In order to understand the reasons behind the treatments for a chronic ear infection, it is important to first know the causes and symptoms. Most ear infections are acute ear infections. They occur when the Eustachian tube that connects the middle ear to the throat becomes blocked. The blockage causes fluid to build up in the middle ear. The buildup of fluid causes bacteria and viruses to grow and can eventually lead to an infection.

In most cases, a chronic ear infection is the result of a persistent acute ear infection. When an ear infection is chronic, the fluid in the middle ear can become extremely thick. In some circumstances, the eardrum even sticks to the bones that are found in the middle ear. If that happens, there can be significant damage to the affected individual’s hearing. For example, a hole may develop in the eardrum, the bones of the ear may become damaged, mastoiditis or infection of the mastoid may occur, or the tissue of the middle ear may become hard – all affecting the hearing.


The symptoms of a chronic ear infection may be unclear to the affected individual at first. For example, she may only experience mild pain in one or both ears. In addition, a fever may be present, but is usually not noticed at the onset of the infection. Lastly, there may be swelling or pus inside the ear; however, it usually takes a skilled medical professional to see such an occurrence.

Once the infection is discovered by a doctor, it can be treated. Sometimes persistent ear infections are caused by environmental sources, such as smoke or allergies. In those instances, the doctor may recommend an environmental change, such as requesting the person to quit smoking.

In most cases, a doctor will prescribe a round of antibiotics. The antibiotics are only useful if the infection is bacterial. If it is viral, antibiotics will not treat the infection. Sometimes antibiotic drops are used in the ear, particularly if there is a hole in the eardrum. Other times, the doctor will recommend steroids or he may place tubes in the ear.
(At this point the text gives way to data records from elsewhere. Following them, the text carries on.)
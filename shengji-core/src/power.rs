/// 低于该电量且使用电池时视为低电量
pub const LOW_BATTERY_THRESHOLD: f64 = 50.0;

/// 电源状态观察者
///
/// 只负责推导低电量标记，不会启动、暂停或停止任何任务。
#[derive(Debug, Clone, Copy, PartialEq)]
pub struct PowerGate {
    on_battery: bool,
    battery_percentage: f64,
}

impl Default for PowerGate {
    // 电源服务尚未上报之前按电池供电、电量 0 处理
    fn default() -> Self {
        Self {
            on_battery: true,
            battery_percentage: 0.0,
        }
    }
}

impl PowerGate {
    pub fn new() -> Self {
        Self::default()
    }

    /// 更新供电方式，返回新的低电量标记
    pub fn set_on_battery(&mut self, on_battery: bool) -> bool {
        self.on_battery = on_battery;
        self.low_battery()
    }

    /// 更新电量，返回新的低电量标记
    pub fn set_battery_percentage(&mut self, percentage: f64) -> bool {
        self.battery_percentage = percentage.clamp(0.0, 100.0);
        self.low_battery()
    }

    pub fn on_battery(&self) -> bool {
        self.on_battery
    }

    pub fn battery_percentage(&self) -> f64 {
        self.battery_percentage
    }

    pub fn low_battery(&self) -> bool {
        self.on_battery && self.battery_percentage < LOW_BATTERY_THRESHOLD
    }
}
//! Explorer configuration.
//!
//! Resolved once at startup (from defaults, an optional JSON file, then
//! command-line overrides) and passed by reference to every stage.

use crate::TopK;
use serde::{Deserialize, Serialize};
use std::path::Path;

/// Default name of the free-text column.
pub const DEFAULT_TEXT_FIELD: &str = "sentence";
/// Default name of the length column.
pub const DEFAULT_LENGTH_FIELD: &str = "length";
/// Default number of words in the frequency chart.
pub const DEFAULT_TOP_WORDS: usize = 20;
/// Default number of bigrams in the bigram chart.
pub const DEFAULT_TOP_BIGRAMS: usize = 10;
/// Default number of histogram buckets.
pub const DEFAULT_LENGTH_BINS: usize = 10;
/// Tokens shorter than this (in characters) are discarded.
pub const DEFAULT_MIN_TOKEN_CHARS: usize = 2;
/// Default number of preview rows.
pub const DEFAULT_PREVIEW_ROWS: usize = 5;

/// Errors raised while reading or validating configuration.
#[derive(thiserror::Error, Debug)]
pub enum ConfigError {
    /// A field holds a value the pipeline cannot use.
    #[error("invalid configuration: {0}")]
    Invalid(&'static str),
    /// The configuration file is not valid JSON for this schema.
    #[error("invalid configuration file: {0}")]
    Json(#[from] serde_json::Error),
    /// The configuration file could not be read.
    #[error(transparent)]
    Io(#[from] std::io::Error),
}

/// Pipeline configuration.
///
/// Every field has a default, so a JSON file only needs the keys it changes:
///
/// ```
/// use tally_types::ExplorerConfig;
///
/// let cfg = ExplorerConfig::from_json_str(r#"{ "text_field": "text" }"#).unwrap();
/// assert_eq!(cfg.text_field, "text");
/// assert_eq!(cfg.top_words, 20);
/// ```
#[derive(Debug, Clone, PartialEq, Eq, Serialize, Deserialize)]
#[serde(default, deny_unknown_fields)]
pub struct ExplorerConfig {
    /// Column holding the text to analyze.
    pub text_field: String,
    /// Column holding (or receiving) the record length.
    pub length_field: String,
    /// Number of words kept in the frequency table.
    pub top_words: usize,
    /// Number of bigrams kept in the bigram table.
    pub top_bigrams: usize,
    /// Number of buckets in the length histogram.
    pub length_bins: usize,
    /// Minimum token length in characters.
    pub min_token_chars: usize,
    /// Whether word-cloud weights are produced.
    pub enable_word_cloud: bool,
    /// Number of rows shown in the dataset preview.
    pub preview_rows: usize,
}

impl Default for ExplorerConfig {
    fn default() -> Self {
        Self {
            text_field: DEFAULT_TEXT_FIELD.to_owned(),
            length_field: DEFAULT_LENGTH_FIELD.to_owned(),
            top_words: DEFAULT_TOP_WORDS,
            top_bigrams: DEFAULT_TOP_BIGRAMS,
            length_bins: DEFAULT_LENGTH_BINS,
            min_token_chars: DEFAULT_MIN_TOKEN_CHARS,
            enable_word_cloud: true,
            preview_rows: DEFAULT_PREVIEW_ROWS,
        }
    }
}

impl ExplorerConfig {
    /// Parses and validates a JSON document.
    pub fn from_json_str(json: &str) -> Result<Self, ConfigError> {
        let cfg: Self = serde_json::from_str(json)?;
        cfg.validate()?;
        Ok(cfg)
    }

    /// Reads, parses and validates a JSON file.
    pub fn from_json_file(path: &Path) -> Result<Self, ConfigError> {
        let json = std::fs::read_to_string(path)?;
        Self::from_json_str(&json)
    }

    /// Checks cross-field constraints.
    pub fn validate(&self) -> Result<(), ConfigError> {
        if self.text_field.is_empty() {
            return Err(ConfigError::Invalid("text_field must not be empty"));
        }
        if self.length_field.is_empty() {
            return Err(ConfigError::Invalid("length_field must not be empty"));
        }
        if self.text_field == self.length_field {
            return Err(ConfigError::Invalid(
                "text_field and length_field must differ",
            ));
        }
        if self.min_token_chars == 0 {
            return Err(ConfigError::Invalid("min_token_chars must be at least 1"));
        }
        Ok(())
    }

    /// Truncation used for the word-frequency table.
    #[inline]
    pub fn word_limit(&self) -> TopK {
        TopK::First(self.top_words)
    }

    /// Truncation used for the bigram table.
    #[inline]
    pub fn bigram_limit(&self) -> TopK {
        TopK::First(self.top_bigrams)
    }
}
//! Non-ASCII punctuation lookup.
//!
//! Every code point above U+007F whose general category is punctuation
//! (`Pc`, `Pd`, `Ps`, `Pe`, `Pi`, `Pf`, `Po`), as sorted inclusive ranges.
//! Generated from the Unicode Character Database, version 14.0.0.

/// Sorted, non-overlapping, inclusive ranges.
pub(crate) static PUNCTUATION_RANGES: &[(char, char)] = &[
    ('\u{A1}', '\u{A1}'), ('\u{A7}', '\u{A7}'), ('\u{AB}', '\u{AB}'), ('\u{B6}', '\u{B7}'),
    ('\u{BB}', '\u{BB}'), ('\u{BF}', '\u{BF}'), ('\u{37E}', '\u{37E}'), ('\u{387}', '\u{387}'),
    ('\u{55A}', '\u{55F}'), ('\u{589}', '\u{58A}'), ('\u{5BE}', '\u{5BE}'), ('\u{5C0}', '\u{5C0}'),
    ('\u{5C3}', '\u{5C3}'), ('\u{5C6}', '\u{5C6}'), ('\u{5F3}', '\u{5F4}'), ('\u{609}', '\u{60A}'),
    ('\u{60C}', '\u{60D}'), ('\u{61B}', '\u{61B}'), ('\u{61D}', '\u{61F}'), ('\u{66A}', '\u{66D}'),
    ('\u{6D4}', '\u{6D4}'), ('\u{700}', '\u{70D}'), ('\u{7F7}', '\u{7F9}'), ('\u{830}', '\u{83E}'),
    ('\u{85E}', '\u{85E}'), ('\u{964}', '\u{965}'), ('\u{970}', '\u{970}'), ('\u{9FD}', '\u{9FD}'),
    ('\u{A76}', '\u{A76}'), ('\u{AF0}', '\u{AF0}'), ('\u{C77}', '\u{C77}'), ('\u{C84}', '\u{C84}'),
    ('\u{DF4}', '\u{DF4}'), ('\u{E4F}', '\u{E4F}'), ('\u{E5A}', '\u{E5B}'), ('\u{F04}', '\u{F12}'),
    ('\u{F14}', '\u{F14}'), ('\u{F3A}', '\u{F3D}'), ('\u{F85}', '\u{F85}'), ('\u{FD0}', '\u{FD4}'),
    ('\u{FD9}', '\u{FDA}'), ('\u{104A}', '\u{104F}'), ('\u{10FB}', '\u{10FB}'), ('\u{1360}', '\u{1368}'),
    ('\u{1400}', '\u{1400}'), ('\u{166E}', '\u{166E}'), ('\u{169B}', '\u{169C}'), ('\u{16EB}', '\u{16ED}'),
    ('\u{1735}', '\u{1736}'), ('\u{17D4}', '\u{17D6}'), ('\u{17D8}', '\u{17DA}'), ('\u{1800}', '\u{180A}'),
    ('\u{1944}', '\u{1945}'), ('\u{1A1E}', '\u{1A1F}'), ('\u{1AA0}', '\u{1AA6}'), ('\u{1AA8}', '\u{1AAD}'),
    ('\u{1B5A}', '\u{1B60}'), ('\u{1B7D}', '\u{1B7E}'), ('\u{1BFC}', '\u{1BFF}'), ('\u{1C3B}', '\u{1C3F}'),
    ('\u{1C7E}', '\u{1C7F}'), ('\u{1CC0}', '\u{1CC7}'), ('\u{1CD3}', '\u{1CD3}'), ('\u{2010}', '\u{2027}'),
    ('\u{2030}', '\u{2043}'), ('\u{2045}', '\u{2051}'), ('\u{2053}', '\u{205E}'), ('\u{207D}', '\u{207E}'),
    ('\u{208D}', '\u{208E}'), ('\u{2308}', '\u{230B}'), ('\u{2329}', '\u{232A}'), ('\u{2768}', '\u{2775}'),
    ('\u{27C5}', '\u{27C6}'), ('\u{27E6}', '\u{27EF}'), ('\u{2983}', '\u{2998}'), ('\u{29D8}', '\u{29DB}'),
    ('\u{29FC}', '\u{29FD}'), ('\u{2CF9}', '\u{2CFC}'), ('\u{2CFE}', '\u{2CFF}'), ('\u{2D70}', '\u{2D70}'),
    ('\u{2E00}', '\u{2E2E}'), ('\u{2E30}', '\u{2E4F}'), ('\u{2E52}', '\u{2E5D}'), ('\u{3001}', '\u{3003}'),
    ('\u{3008}', '\u{3011}'), ('\u{3014}', '\u{301F}'), ('\u{3030}', '\u{3030}'), ('\u{303D}', '\u{303D}'),
    ('\u{30A0}', '\u{30A0}'), ('\u{30FB}', '\u{30FB}'), ('\u{A4FE}', '\u{A4FF}'), ('\u{A60D}', '\u{A60F}'),
    ('\u{A673}', '\u{A673}'), ('\u{A67E}', '\u{A67E}'), ('\u{A6F2}', '\u{A6F7}'), ('\u{A874}', '\u{A877}'),
    ('\u{A8CE}', '\u{A8CF}'), ('\u{A8F8}', '\u{A8FA}'), ('\u{A8FC}', '\u{A8FC}'), ('\u{A92E}', '\u{A92F}'),
    ('\u{A95F}', '\u{A95F}'), ('\u{A9C1}', '\u{A9CD}'), ('\u{A9DE}', '\u{A9DF}'), ('\u{AA5C}', '\u{AA5F}'),
    ('\u{AADE}', '\u{AADF}'), ('\u{AAF0}', '\u{AAF1}'), ('\u{ABEB}', '\u{ABEB}'), ('\u{FD3E}', '\u{FD3F}'),
    ('\u{FE10}', '\u{FE19}'), ('\u{FE30}', '\u{FE52}'), ('\u{FE54}', '\u{FE61}'), ('\u{FE63}', '\u{FE63}'),
    ('\u{FE68}', '\u{FE68}'), ('\u{FE6A}', '\u{FE6B}'), ('\u{FF01}', '\u{FF03}'), ('\u{FF05}', '\u{FF0A}'),
    ('\u{FF0C}', '\u{FF0F}'), ('\u{FF1A}', '\u{FF1B}'), ('\u{FF1F}', '\u{FF20}'), ('\u{FF3B}', '\u{FF3D}'),
    ('\u{FF3F}', '\u{FF3F}'), ('\u{FF5B}', '\u{FF5B}'), ('\u{FF5D}', '\u{FF5D}'), ('\u{FF5F}', '\u{FF65}'),
    ('\u{10100}', '\u{10102}'), ('\u{1039F}', '\u{1039F}'), ('\u{103D0}', '\u{103D0}'), ('\u{1056F}', '\u{1056F}'),
    ('\u{10857}', '\u{10857}'), ('\u{1091F}', '\u{1091F}'), ('\u{1093F}', '\u{1093F}'), ('\u{10A50}', '\u{10A58}'),
    ('\u{10A7F}', '\u{10A7F}'), ('\u{10AF0}', '\u{10AF6}'), ('\u{10B39}', '\u{10B3F}'), ('\u{10B99}', '\u{10B9C}'),
    ('\u{10EAD}', '\u{10EAD}'), ('\u{10F55}', '\u{10F59}'), ('\u{10F86}', '\u{10F89}'), ('\u{11047}', '\u{1104D}'),
    ('\u{110BB}', '\u{110BC}'), ('\u{110BE}', '\u{110C1}'), ('\u{11140}', '\u{11143}'), ('\u{11174}', '\u{11175}'),
    ('\u{111C5}', '\u{111C8}'), ('\u{111CD}', '\u{111CD}'), ('\u{111DB}', '\u{111DB}'), ('\u{111DD}', '\u{111DF}'),
    ('\u{11238}', '\u{1123D}'), ('\u{112A9}', '\u{112A9}'), ('\u{1144B}', '\u{1144F}'), ('\u{1145A}', '\u{1145B}'),
    ('\u{1145D}', '\u{1145D}'), ('\u{114C6}', '\u{114C6}'), ('\u{115C1}', '\u{115D7}'), ('\u{11641}', '\u{11643}'),
    ('\u{11660}', '\u{1166C}'), ('\u{116B9}', '\u{116B9}'), ('\u{1173C}', '\u{1173E}'), ('\u{1183B}', '\u{1183B}'),
    ('\u{11944}', '\u{11946}'), ('\u{119E2}', '\u{119E2}'), ('\u{11A3F}', '\u{11A46}'), ('\u{11A9A}', '\u{11A9C}'),
    ('\u{11A9E}', '\u{11AA2}'), ('\u{11C41}', '\u{11C45}'), ('\u{11C70}', '\u{11C71}'), ('\u{11EF7}', '\u{11EF8}'),
    ('\u{11FFF}', '\u{11FFF}'), ('\u{12470}', '\u{12474}'), ('\u{12FF1}', '\u{12FF2}'), ('\u{16A6E}', '\u{16A6F}'),
    ('\u{16AF5}', '\u{16AF5}'), ('\u{16B37}', '\u{16B3B}'), ('\u{16B44}', '\u{16B44}'), ('\u{16E97}', '\u{16E9A}'),
    ('\u{16FE2}', '\u{16FE2}'), ('\u{1BC9F}', '\u{1BC9F}'), ('\u{1DA87}', '\u{1DA8B}'), ('\u{1E95E}', '\u{1E95F}'),
];

/// Returns `true` if `c` falls in one of [`PUNCTUATION_RANGES`].
#[inline]
pub(crate) fn in_punctuation_table(c: char) -> bool {
    PUNCTUATION_RANGES
        .binary_search_by(|&(lo, hi)| {
            if hi < c {
                core::cmp::Ordering::Less
            } else if lo > c {
                core::cmp::Ordering::Greater
            } else {
                core::cmp::Ordering::Equal
            }
        })
        .is_ok()
}
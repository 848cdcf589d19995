//! Chart-ready tables.
//!
//! Reshapes statistics into `(label, value)` rows with named columns, the
//! form a bar or line chart consumes. No computation happens here: row order
//! is the order of the input, and values are copied through unchanged.

use crate::corpus::Corpus;
use core::fmt;
use serde::Serialize;
use tally_types::{BigramEntry, FrequencyEntry, LengthBucket, Ranked};

/// Widest bar drawn by the text rendering.
const BAR_WIDTH: u64 = 40;

/// One chart row.
#[derive(Debug, Clone, PartialEq, Eq, Serialize)]
pub struct ChartRow {
    /// Category or x-axis label.
    pub label: String,
    /// Bar height.
    pub value: u64,
}

/// A two-column table for one chart.
#[derive(Debug, Clone, PartialEq, Eq, Serialize)]
pub struct ChartTable {
    /// Header of the label column.
    pub label_column: &'static str,
    /// Header of the value column.
    pub value_column: &'static str,
    /// Rows in display order.
    pub rows: Vec<ChartRow>,
    /// `true` when the rows are a top-K cut of a larger result.
    pub truncated: bool,
}

impl ChartTable {
    fn new(label_column: &'static str, value_column: &'static str) -> Self {
        Self {
            label_column,
            value_column,
            rows: Vec::new(),
            truncated: false,
        }
    }

    /// `word` / `frequency` table from ranked word counts.
    pub fn from_frequencies(ranked: &Ranked<FrequencyEntry>) -> Self {
        Self {
            rows: ranked
                .iter()
                .map(|e| ChartRow {
                    label: e.token.clone(),
                    value: e.count,
                })
                .collect(),
            truncated: ranked.truncated(),
            ..Self::new("word", "frequency")
        }
    }

    /// `bigram` / `frequency` table from ranked bigram counts.
    pub fn from_bigrams(ranked: &Ranked<BigramEntry>) -> Self {
        Self {
            rows: ranked
                .iter()
                .map(|e| ChartRow {
                    label: e.bigram.clone(),
                    value: e.count,
                })
                .collect(),
            truncated: ranked.truncated(),
            ..Self::new("bigram", "frequency")
        }
    }

    /// `length` / `sentences` table from histogram buckets.
    pub fn from_buckets(buckets: &[LengthBucket]) -> Self {
        Self {
            rows: buckets
                .iter()
                .map(|b| ChartRow {
                    label: b.label(),
                    value: b.count as u64,
                })
                .collect(),
            ..Self::new("length", "sentences")
        }
    }

    /// `row` / `length` series, one row per record keyed by its 0-based position.
    pub fn from_lengths(corpus: &Corpus) -> Self {
        Self {
            rows: corpus
                .lengths()
                .enumerate()
                .map(|(i, length)| ChartRow {
                    label: i.to_string(),
                    value: u64::from(length),
                })
                .collect(),
            ..Self::new("row", "length")
        }
    }

    /// Number of rows.
    #[inline]
    pub fn len(&self) -> usize {
        self.rows.len()
    }

    /// Returns `true` when there is nothing to plot.
    #[inline]
    pub fn is_empty(&self) -> bool {
        self.rows.is_empty()
    }
}

impl fmt::Display for ChartTable {
    /// Renders a horizontal text bar chart, or a "not enough data" line.
    fn fmt(&self, f: &mut fmt::Formatter<'_>) -> fmt::Result {
        if self.rows.is_empty() {
            return writeln!(f, "(not enough data)");
        }

        let label_width = self
            .rows
            .iter()
            .map(|r| r.label.chars().count())
            .chain(Some(self.label_column.len()))
            .max()
            .unwrap_or(0);
        let peak = self.rows.iter().map(|r| r.value).max().unwrap_or(0).max(1);

        writeln!(
            f,
            "{:<label_width$}  {}",
            self.label_column, self.value_column
        )?;
        for row in &self.rows {
            let bar = (row.value * BAR_WIDTH).div_ceil(peak) as usize;
            writeln!(
                f,
                "{:<label_width$}  {:>6}  {}",
                row.label,
                row.value,
                "#".repeat(bar)
            )?;
        }
        if self.truncated {
            writeln!(f, "(top {} shown)", self.rows.len())?;
        }
        Ok(())
    }
}

#[cfg(test)]
mod tests {
    use super::*;
    use crate::corpus::test_support::corpus;

    #[test]
    fn frequencies_keep_order_and_columns() {
        let ranked = Ranked::new(
            vec![FrequencyEntry::new("the", 2), FrequencyEntry::new("sat", 2)],
            4,
        );
        let t = ChartTable::from_frequencies(&ranked);
        assert_eq!((t.label_column, t.value_column), ("word", "frequency"));
        assert_eq!(
            t.rows,
            [
                ChartRow { label: "the".into(), value: 2 },
                ChartRow { label: "sat".into(), value: 2 },
            ]
        );
        assert!(t.truncated);
    }

    #[test]
    fn bigrams_table() {
        let ranked = Ranked::new(vec![BigramEntry::new("the cat", 3)], 1);
        let t = ChartTable::from_bigrams(&ranked);
        assert_eq!(t.label_column, "bigram");
        assert_eq!(t.rows[0].label, "the cat");
        assert!(!t.truncated);
    }

    #[test]
    fn buckets_table_uses_labels() {
        let t = ChartTable::from_buckets(&[
            LengthBucket { lo: 1, hi: 3, count: 4 },
            LengthBucket { lo: 4, hi: 4, count: 0 },
        ]);
        assert_eq!((t.label_column, t.value_column), ("length", "sentences"));
        let rows: Vec<_> = t.rows.iter().map(|r| (r.label.as_str(), r.value)).collect();
        assert_eq!(rows, [("1-3", 4), ("4", 0)]);
    }

    #[test]
    fn length_series_is_positional() {
        let c = corpus(&[("a", 7), ("b", 2)]);
        let t = ChartTable::from_lengths(&c);
        assert_eq!((t.label_column, t.value_column), ("row", "length"));
        let rows: Vec<_> = t.rows.iter().map(|r| (r.label.as_str(), r.value)).collect();
        assert_eq!(rows, [("0", 7), ("1", 2)]);
    }

    #[test]
    fn empty_input_is_empty_table() {
        let t = ChartTable::from_frequencies(&Ranked::default());
        assert!(t.is_empty());
        assert_eq!(t.to_string(), "(not enough data)\n");
        assert!(ChartTable::from_lengths(&corpus(&[])).is_empty());
    }

    #[test]
    fn text_rendering_scales_bars() {
        let ranked = Ranked::new(
            vec![FrequencyEntry::new("ana", 4), FrequencyEntry::new("bo", 2)],
            3,
        );
        let out = ChartTable::from_frequencies(&ranked).to_string();
        let lines: Vec<&str> = out.lines().collect();
        assert_eq!(lines[0], "word  frequency");
        assert!(lines[1].starts_with("ana        4  "));
        assert!(lines[1].ends_with(&"#".repeat(40)));
        assert!(lines[2].ends_with(&format!(" {}", "#".repeat(20))));
        assert_eq!(lines[3], "(top 2 shown)");
    }

    #[test]
    fn serializes_for_ui() {
        let t = ChartTable::from_buckets(&[LengthBucket { lo: 2, hi: 2, count: 1 }]);
        let v = serde_json::to_value(&t).unwrap();
        assert_eq!(
            v,
            serde_json::json!({
                "label_column": "length",
                "value_column": "sentences",
                "rows": [{ "label": "2", "value": 1 }],
                "truncated": false
            })
        );
    }
}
The tubes allow the fluid of the middle ear to drain and give the additional ventilation to prevent recurring infections.

If the chronic ear infection is severe, surgery may be necessary. In the simplest form, the surgeon may clean out the ear, removing abnormal tissue buildup and diseased areas of the ear. In other cases, surgery may be needed to repair the bones of the ear or the eardrum. If the mastoid bone has become infected, she may need to surgically remove the infection from that area, as well.

As with any medical problem, there are also home remedies which can be used to attempt to clear up a chronic ear infection. For example, rinsing the ear out twice a day with a combination of sterile water and either alcohol or vinegar removes the infection for some people. Other people claim that a few drops of breast milk will clear up an infection in the ear in a matter of days. Another at-home treatment involves putting drops of warm garlic juice in the ear canal to cure an infection.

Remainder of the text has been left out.